►
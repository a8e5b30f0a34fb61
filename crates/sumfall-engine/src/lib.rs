pub use self::{core::*, engine::*};

pub mod core;
pub mod engine;

/// A cell value outside the known block range.
#[derive(Debug, Clone, Copy, PartialEq, Eq, derive_more::Display, derive_more::Error)]
#[display("invalid block value {value} (expected 0..={})", Block::OBSTACLE.value())]
pub struct InvalidBlockError {
    pub value: u8,
}

/// Grid input that does not match the expected dimensions or block range.
#[derive(Debug, Clone, PartialEq, Eq, derive_more::Display, derive_more::Error)]
pub enum GridShapeError {
    #[display("expected {expected} rows, got {actual}")]
    RowCount { expected: usize, actual: usize },
    #[display("row {row}: expected {expected} cells, got {actual}")]
    RowWidth {
        row: usize,
        expected: usize,
        actual: usize,
    },
    #[display("row {row}, column {column}: {source}")]
    InvalidBlock {
        row: usize,
        column: usize,
        source: InvalidBlockError,
    },
}

#[derive(Debug, Clone, Copy, PartialEq, Eq, derive_more::Display, derive_more::Error)]
pub enum PlacementError {
    #[display("drop column {column} out of range 0..={max}")]
    ColumnOutOfRange { column: usize, max: usize },
    #[display("no room left in column {column}")]
    ColumnOverflow { column: usize },
}
use std::ops::Range;

use serde::{Deserialize, Serialize};

use super::{BOARD_WIDTH, MARGIN_HEIGHT, PACK_SIZE, VISIBLE_HEIGHT};

/// Dimensions of a board.
///
/// Rows are addressed with a single unified index: rows `0..margin_height` are the
/// hidden margin, rows `margin_height..simulation_height` are the visible area.
#[derive(Debug, Clone, Copy, PartialEq, Eq, Hash, Serialize, Deserialize)]
pub struct BoardGeometry {
    width: usize,
    visible_height: usize,
    margin_height: usize,
}

impl BoardGeometry {
    /// 10×16 visible area with a 3-row margin.
    pub const STANDARD: Self = Self::new(BOARD_WIDTH, VISIBLE_HEIGHT, MARGIN_HEIGHT);

    #[must_use]
    pub const fn new(width: usize, visible_height: usize, margin_height: usize) -> Self {
        assert!(width > 0);
        assert!(visible_height > 0);
        Self {
            width,
            visible_height,
            margin_height,
        }
    }

    #[must_use]
    pub const fn width(self) -> usize {
        self.width
    }

    #[must_use]
    pub const fn visible_height(self) -> usize {
        self.visible_height
    }

    #[must_use]
    pub const fn margin_height(self) -> usize {
        self.margin_height
    }

    #[must_use]
    pub const fn simulation_height(self) -> usize {
        self.visible_height + self.margin_height
    }

    #[must_use]
    pub const fn cell_count(self) -> usize {
        self.width * self.simulation_height()
    }

    /// Left columns where a pack fits entirely on the board.
    ///
    /// Empty when the board is narrower than a pack.
    #[must_use]
    pub const fn drop_columns(self) -> Range<usize> {
        0..(self.width + 1).saturating_sub(PACK_SIZE)
    }

    /// Converts a unified row index into a visible-relative one.
    ///
    /// Returns `None` for margin rows.
    #[must_use]
    pub const fn visible_row(self, row: usize) -> Option<usize> {
        if row < self.margin_height || row >= self.simulation_height() {
            None
        } else {
            Some(row - self.margin_height)
        }
    }

    /// Converts a visible-relative row index into a unified one.
    #[must_use]
    pub const fn unified_row(self, visible_row: usize) -> usize {
        assert!(visible_row < self.visible_height);
        visible_row + self.margin_height
    }
}

impl Default for BoardGeometry {
    fn default() -> Self {
        Self::STANDARD
    }
}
◄
Output the lines of the records above exactly as they appear, from the line containing "pub const fn drop_columns(self)" through the line containing "if row < self.margin_height".

### PROBLEM SOLUTION:
    pub const fn drop_columns(self) -> Range<usize> {
        0..(self.width + 1).saturating_sub(PACK_SIZE)
    }

    /// Converts a unified row index into a visible-relative one.
    ///
    /// Returns `None` for margin rows.
    #[must_use]
    pub const fn visible_row(self, row: usize) -> Option<usize> {
        if row < self.margin_height || row >= self.simulation_height() {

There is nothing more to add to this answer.